December 3, 2020, 3:45 pm News Staff -- The Academy this week asked HHS to walk back a proposed rule mandating the wholesale re-evaluation or jettisoning of old regulations at a time when the COVID-19 pandemic demands intense focus on the here and now.
“The AAFP is concerned about the impact that this proposed rule could have on agencies’ ability to respond to the worsening COVID-19 pandemic and administer the health care coverage, payment and public health programs that family physicians and their patients depend on,” said the Dec. 2 letter to HHS Secretary Alex Azar.
The letter was in response to a proposed rule, Securing Updated and Necessary Statutory Evaluations Timely, published Nov. 4 in the Federal Register with an unusually abbreviated 30-day public-comment window applicable to most parts. It was signed by Board Chair Gary LeRoy, M.D., of Dayton, Ohio.
In a first, SUNSET would essentially affix expiration dates to federal regulations, compelling HHS and its agencies — including the CDC, the FDA and CMS — to review most of their rules within 10 years of enactment or else let them lapse. If finalized, it would require that some 2,500 existing regulations be assessed in the two years immediately following.
It would be a mammoth undertaking almost certain to leave numerous rules unreviewed and therefore in jeopardy.
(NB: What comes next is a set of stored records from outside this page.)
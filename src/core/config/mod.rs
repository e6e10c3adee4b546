#![allow(clippy::result_large_err)]

use crate::core::error::AppError;
use crate::core::types::ErrorCategory;
use crate::logging::config::LoggingConfig;
use serde::{Deserialize, Serialize};
use std::path::PathBuf;
use std::time::Duration;

/// Service configuration loaded from mgdm2oereb.toml
#[derive(Debug, Clone, Serialize, Deserialize, Default)]
pub struct ServiceConfig {
    /// Filesystem layout
    #[serde(default)]
    pub paths: PathsConfig,

    /// Configurable artifact names
    #[serde(default)]
    pub names: NamesConfig,

    /// External validation service
    #[serde(default)]
    pub validation: ValidationConfig,

    /// XSLT processor
    #[serde(default)]
    pub transform: TransformConfig,

    /// External lookup script
    #[serde(default)]
    pub lookup: LookupConfig,

    /// Job bookkeeping
    #[serde(default)]
    pub jobs: JobsConfig,

    /// Stage list overrides
    #[serde(default)]
    pub pipeline: PipelineConfig,

    #[serde(default)]
    pub logging: LoggingConfig,
}

#[derive(Debug, Clone, Serialize, Deserialize)]
pub struct PathsConfig {
    /// Directory published artifacts are written to
    #[serde(default = "default_data_dir")]
    pub data_dir: PathBuf,

    /// Root of the per-job working directories
    #[serde(default = "default_job_dir")]
    pub job_dir: PathBuf,

    /// Installation root of the transformation assets (xsl/ lives below it)
    #[serde(default = "default_trafo_root")]
    pub trafo_root: PathBuf,

    /// URL prefix under which published artifacts are served
    #[serde(default = "default_results_prefix")]
    pub results_prefix: String,
}

#[derive(Debug, Clone, Serialize, Deserialize)]
pub struct NamesConfig {
    #[serde(default = "default_result_xtf")]
    pub result_xtf: String,

    #[serde(default = "default_lookup_result")]
    pub lookup_result: String,
}

#[derive(Debug, Clone, Serialize, Deserialize)]
pub struct ValidationConfig {
    /// Base URL of the validation service; uploads go to `{service_url}/upload`
    #[serde(default = "default_service_url")]
    pub service_url: String,

    /// Wait between two status checks (humantime, e.g. "1s", "500ms")
    #[serde(default = "default_poll_interval")]
    pub poll_interval: String,

    /// Upper bound for the whole polling loop (humantime)
    #[serde(default = "default_max_wait")]
    pub max_wait: String,
}

#[derive(Debug, Clone, Serialize, Deserialize)]
pub struct TransformConfig {
    #[serde(default = "default_transform_program")]
    pub program: String,
}

#[derive(Debug, Clone, Serialize, Deserialize)]
pub struct LookupConfig {
    #[serde(default = "default_lookup_program")]
    pub program: String,

    /// Script path; relative paths resolve against `paths.trafo_root`
    #[serde(default = "default_lookup_script")]
    pub script: PathBuf,
}

#[derive(Debug, Clone, Copy, Serialize, Deserialize, PartialEq, Eq, Default)]
#[serde(rename_all = "lowercase")]
pub enum JobStoreKind {
    #[default]
    File,
    Memory,
}

#[derive(Debug, Clone, Serialize, Deserialize, Default)]
pub struct JobsConfig {
    #[serde(default)]
    pub store: JobStoreKind,

    /// Directory of the file-backed job store (default: `{job_dir}/jobs`)
    #[serde(skip_serializing_if = "Option::is_none")]
    pub store_dir: Option<PathBuf>,

    /// Directory result documents are written to (default: `{job_dir}/results`)
    #[serde(skip_serializing_if = "Option::is_none")]
    pub output_dir: Option<PathBuf>,
}

#[derive(Debug, Clone, Serialize, Deserialize, Default)]
pub struct PipelineConfig {
    #[serde(skip_serializing_if = "Option::is_none")]
    pub base_stages: Option<Vec<String>>,

    #[serde(skip_serializing_if = "Option::is_none")]
    pub extended_stages: Option<Vec<String>>,
}

fn default_data_dir() -> PathBuf {
    PathBuf::from("/data")
}

fn default_job_dir() -> PathBuf {
    PathBuf::from("/job")
}

fn default_trafo_root() -> PathBuf {
    PathBuf::from("/mgdm2oereb")
}

fn default_results_prefix() -> String {
    "mgdm2oereb_results".to_string()
}

fn default_result_xtf() -> String {
    "OeREBKRMtrsfr_V2_0.xtf".to_string()
}

fn default_lookup_result() -> String {
    "oereblex.xml".to_string()
}

fn default_service_url() -> String {
    "http://ilivalidator-service:8080/api/v1".to_string()
}

fn default_poll_interval() -> String {
    "1s".to_string()
}

fn default_max_wait() -> String {
    "30m".to_string()
}

fn default_transform_program() -> String {
    "xsltproc".to_string()
}

fn default_lookup_program() -> String {
    "python3".to_string()
}

fn default_lookup_script() -> PathBuf {
    PathBuf::from("oereblex.download.py")
}

impl Default for PathsConfig {
    fn default() -> Self {
        PathsConfig {
            data_dir: default_data_dir(),
            job_dir: default_job_dir(),
            trafo_root: default_trafo_root(),
            results_prefix: default_results_prefix(),
        }
    }
}

impl Default for NamesConfig {
    fn default() -> Self {
        NamesConfig {
            result_xtf: default_result_xtf(),
            lookup_result: default_lookup_result(),
        }
    }
}

impl Default for ValidationConfig {
    fn default() -> Self {
        ValidationConfig {
            service_url: default_service_url(),
            poll_interval: default_poll_interval(),
            max_wait: default_max_wait(),
        }
    }
}

impl Default for TransformConfig {
    fn default() -> Self {
        TransformConfig {
            program: default_transform_program(),
        }
    }
}

impl Default for LookupConfig {
    fn default() -> Self {
        LookupConfig {
            program: default_lookup_program(),
            script: default_lookup_script(),
        }
    }
}

impl PathsConfig {
    pub fn xsl_dir(&self) -> PathBuf {
        self.trafo_root.join("xsl")
    }
}

impl ValidationConfig {
    pub fn poll_interval(&self) -> Result<Duration, AppError> {
        parse_duration("validation.poll_interval", &self.poll_interval)
    }

    pub fn max_wait(&self) -> Result<Duration, AppError> {
        parse_duration("validation.max_wait", &self.max_wait)
    }
}

impl ServiceConfig {
    pub fn lookup_script_path(&self) -> PathBuf {
        if self.lookup.script.is_absolute() {
            self.lookup.script.clone()
        } else {
            self.paths.trafo_root.join(&self.lookup.script)
        }
    }

    pub fn job_store_dir(&self) -> PathBuf {
        self.jobs
            .store_dir
            .clone()
            .unwrap_or_else(|| self.paths.job_dir.join("jobs"))
    }

    pub fn job_output_dir(&self) -> PathBuf {
        self.jobs
            .output_dir
            .clone()
            .unwrap_or_else(|| self.paths.job_dir.join("results"))
    }
}

fn parse_duration(field: &str, raw: &str) -> Result<Duration, AppError> {
    humantime::parse_duration(raw.trim()).map_err(|err| {
        AppError::new(
            ErrorCategory::ConfigurationError,
            format!("{} is not a valid duration '{}': {}", field, raw, err),
        )
        .with_code("CFG-002")
    })
}


pub mod loader;

pub use loader::ConfigLoader;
HHS anticipates it would have to spend as much as 78,000 hours on the initial push, despite the rule containing no funding mechanism.
A Nov. 5 MedPage Today article summarized SUNSET in stark terms: “In other words, any older rules that HHS fails to review during the two-year window would simply vanish from the Code of Federal Regulations.” The article also included reactions from several policy experts who expressed reservations about its broadness, intent and legality.
“You can’t get rid of regulations willy-nilly if the legislation driving them is still around,” Gail Wilensky, Ph.D., who worked at HHS and in the White House under President George H.W. Bush, told MedPage Today.
The Academy’s letter made a similar point, reminding HHS that the Regulatory Flexibility Act — which the agency cites as the mandate for its proposed rule — “does not provide for the sunsetting of regulations that are not reviewed.”
For that disconnect among other reasons, SUNSET has drawn widespread criticism, with various analyses concluding that it’s designed to hinder the next administration and would be time-consuming and costly to implement without yielding regulatory improvements.
The Academy objected to the new administrative burdens and harmful lack of clarity likely to emerge from a finalized SUNSET rule.
“While the AAFP supports efforts to reduce the regulatory burdens on physicians and recognizes the potential value of retrospective review, we believe this rule will increase regulatory complexity and lead to disruptions for a myriad of health care stakeholders,” the letter warned.
“In addition to causing disruption and uncertainty, the AAFP is concerned that this rule will interfere with agencies’ ability to perform their essential functions and promulgate important new regulations. Many of these functions are of even greater importance now, as our nation faces a growing COVID-19 case load and must undertake the process of reviewing and distributing new vaccines and therapeutics. If this proposed rule were implemented as proposed, we believe that the agencies administering health programs would be overburdened and the patients, physicians and other stakeholders they serve will be negatively impacted.”
The letter concluded by again urging HHS to rescind SUNSET.
“We instead recommend that HHS prioritize mitigating the impact of the pandemic and ensuring high-quality, affordable health care for all Americans,” the Academy wrote.